#### To do:
Each entry below should be reproduced character for character.

#### Data to use:
══════
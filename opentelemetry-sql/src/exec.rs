//! Instrumentation of exec, on connections and on prepared statements.
use std::sync::Arc;

use opentelemetry::Context;

use crate::context::{LabelsContextExt, QueryContextExt};
use crate::driver::{ExecResult, NamedValue};
use crate::middleware::Middleware;
use crate::recorder::MethodRecorder;
use crate::result::wrap_result;
use crate::tracer::{MethodTracer, QueryTracer};
use crate::{Error, Result};

pub(crate) const METRIC_METHOD_EXEC: &str = "exec";
pub(crate) const TRACE_METHOD_EXEC: &str = "exec";
pub(crate) const METRIC_METHOD_STMT_EXEC: &str = "stmt.exec";
pub(crate) const TRACE_METHOD_STMT_EXEC: &str = "exec";

/// Shape of an exec operation.
pub(crate) type ExecFn =
    Arc<dyn Fn(&Context, &str, &[NamedValue]) -> Result<Box<dyn ExecResult>> + Send + Sync>;

/// Exec used when the backend has no fast path: always answers
/// [`Error::Skip`].
pub(crate) fn skipped_exec() -> ExecFn {
    Arc::new(|_cx: &Context, _query: &str, _args: &[NamedValue]| Err(Error::Skip))
}

#[derive(Clone)]
pub(crate) struct ExecConfig {
    pub(crate) metric_method: &'static str,
    pub(crate) trace_method: &'static str,
    pub(crate) query_tracer: QueryTracer,
    pub(crate) trace_last_insert_id: bool,
    pub(crate) trace_rows_affected: bool,
}

fn exec_stats(recorder: MethodRecorder, method: &'static str) -> Middleware<ExecFn> {
    Arc::new(move |next: ExecFn| -> ExecFn {
        let recorder = recorder.clone();
        Arc::new(move |cx: &Context, query: &str, args: &[NamedValue]| {
            let recording = recorder.record(cx, method, cx.metric_labels());
            let result = next(cx, query, args);
            recording.end(result.as_ref().err());

            result
        })
    })
}

fn exec_trace(
    tracer: MethodTracer,
    query_tracer: QueryTracer,
    method: &'static str,
) -> Middleware<ExecFn> {
    Arc::new(move |next: ExecFn| -> ExecFn {
        let tracer = tracer.clone();
        let query_tracer = Arc::clone(&query_tracer);
        Arc::new(move |cx: &Context, query: &str, args: &[NamedValue]| {
            let cx = cx.with_query(query);
            let (cx, span) = tracer.trace(&cx, method, &[]);
            let result = next(&cx, query, args);

            let mut attributes = cx.trace_labels().to_vec();
            attributes.extend(query_tracer(&cx, query, args));
            span.end(result.as_ref().err(), attributes);

            result
        })
    })
}

fn exec_wrap_result(
    tracer: MethodTracer,
    trace_last_insert_id: bool,
    trace_rows_affected: bool,
) -> Middleware<ExecFn> {
    Arc::new(move |next: ExecFn| -> ExecFn {
        let tracer = tracer.clone();
        Arc::new(move |cx: &Context, query: &str, args: &[NamedValue]| {
            let result = next(cx, query, args)?;
            let should_trace = tracer.should_trace(cx).should_trace;

            Ok(wrap_result(
                cx,
                result,
                &tracer,
                should_trace && trace_last_insert_id,
                should_trace && trace_rows_affected,
            ))
        })
    })
}

pub(crate) fn exec_middlewares(
    recorder: &MethodRecorder,
    tracer: Option<&MethodTracer>,
    config: &ExecConfig,
) -> Vec<Middleware<ExecFn>> {
    let mut middlewares = Vec::with_capacity(3);
    middlewares.push(exec_stats(recorder.clone(), config.metric_method));

    let Some(tracer) = tracer else {
        return middlewares;
    };

    middlewares.push(exec_trace(
        tracer.clone(),
        Arc::clone(&config.query_tracer),
        config.trace_method,
    ));

    if config.trace_last_insert_id || config.trace_rows_affected {
        middlewares.push(exec_wrap_result(
            tracer.clone(),
            config.trace_last_insert_id,
            config.trace_rows_affected,
        ));
    }

    middlewares
}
══════
#### Written response:
filename opentelemetry-sql/src/exec.rs
//! Instrumentation of exec, on connections and on prepared statements.
use std::sync::Arc;

use opentelemetry::Context;

use crate::context::{LabelsContextExt, QueryContextExt};
use crate::driver::{ExecResult, NamedValue};
use crate::middleware::Middleware;
use crate::recorder::MethodRecorder;
use crate::result::wrap_result;
use crate::tracer::{MethodTracer, QueryTracer};
use crate::{Error, Result};

pub(crate) const METRIC_METHOD_EXEC: &str = "exec";
pub(crate) const TRACE_METHOD_EXEC: &str = "exec";
pub(crate) const METRIC_METHOD_STMT_EXEC: &str = "stmt.exec";
pub(crate) const TRACE_METHOD_STMT_EXEC: &str = "exec";

/// Shape of an exec operation.
pub(crate) type ExecFn =
    Arc<dyn Fn(&Context, &str, &[NamedValue]) -> Result<Box<dyn ExecResult>> + Send + Sync>;

/// Exec used when the backend has no fast path: always answers
/// [`Error::Skip`].
pub(crate) fn skipped_exec() -> ExecFn {
    Arc::new(|_cx: &Context, _query: &str, _args: &[NamedValue]| Err(Error::Skip))
}

#[derive(Clone)]
pub(crate) struct ExecConfig {
    pub(crate) metric_method: &'static str,
    pub(crate) trace_method: &'static str,
    pub(crate) query_tracer: QueryTracer,
    pub(crate) trace_last_insert_id: bool,
    pub(crate) trace_rows_affected: bool,
}

fn exec_stats(recorder: MethodRecorder, method: &'static str) -> Middleware<ExecFn> {
    Arc::new(move |next: ExecFn| -> ExecFn {
        let recorder = recorder.clone();
        Arc::new(move |cx: &Context, query: &str, args: &[NamedValue]| {
            let recording = recorder.record(cx, method, cx.metric_labels());
            let result = next(cx, query, args);
            recording.end(result.as_ref().err());

            result
        })
    })
}

fn exec_trace(
    tracer: MethodTracer,
    query_tracer: QueryTracer,
    method: &'static str,
) -> Middleware<ExecFn> {
    Arc::new(move |next: ExecFn| -> ExecFn {
        let tracer = tracer.clone();
        let query_tracer = Arc::clone(&query_tracer);
        Arc::new(move |cx: &Context, query: &str, args: &[NamedValue]| {
            let cx = cx.with_query(query);
            let (cx, span) = tracer.trace(&cx, method, &[]);
            let result = next(&cx, query, args);

            let mut attributes = cx.trace_labels().to_vec();
            attributes.extend(query_tracer(&cx, query, args));
            span.end(result.as_ref().err(), attributes);

            result
        })
    })
}

fn exec_wrap_result(
    tracer: MethodTracer,
    trace_last_insert_id: bool,
    trace_rows_affected: bool,
) -> Middleware<ExecFn> {
    Arc::new(move |next: ExecFn| -> ExecFn {
        let tracer = tracer.clone();
        Arc::new(move |cx: &Context, query: &str, args: &[NamedValue]| {
            let result = next(cx, query, args)?;
            let should_trace = tracer.should_trace(cx).should_trace;

            Ok(wrap_result(
                cx,
                result,
                &tracer,
                should_trace && trace_last_insert_id,
                should_trace && trace_rows_affected,
            ))
        })
    })
}

pub(crate) fn exec_middlewares(
    recorder: &MethodRecorder,
    tracer: Option<&MethodTracer>,
    config: &ExecConfig,
) -> Vec<Middleware<ExecFn>> {
    let mut middlewares = Vec::with_capacity(3);
    middlewares.push(exec_stats(recorder.clone(), config.metric_method));

    let Some(tracer) = tracer else {
        return middlewares;
    };

    middlewares.push(exec_trace(
        tracer.clone(),
        Arc::clone(&config.query_tracer),
        config.trace_method,
    ));

    if config.trace_last_insert_id || config.trace_rows_affected {
        middlewares.push(exec_wrap_result(
            tracer.clone(),
            config.trace_last_insert_id,
            config.trace_rows_affected,
        ));
    }

    middlewares
}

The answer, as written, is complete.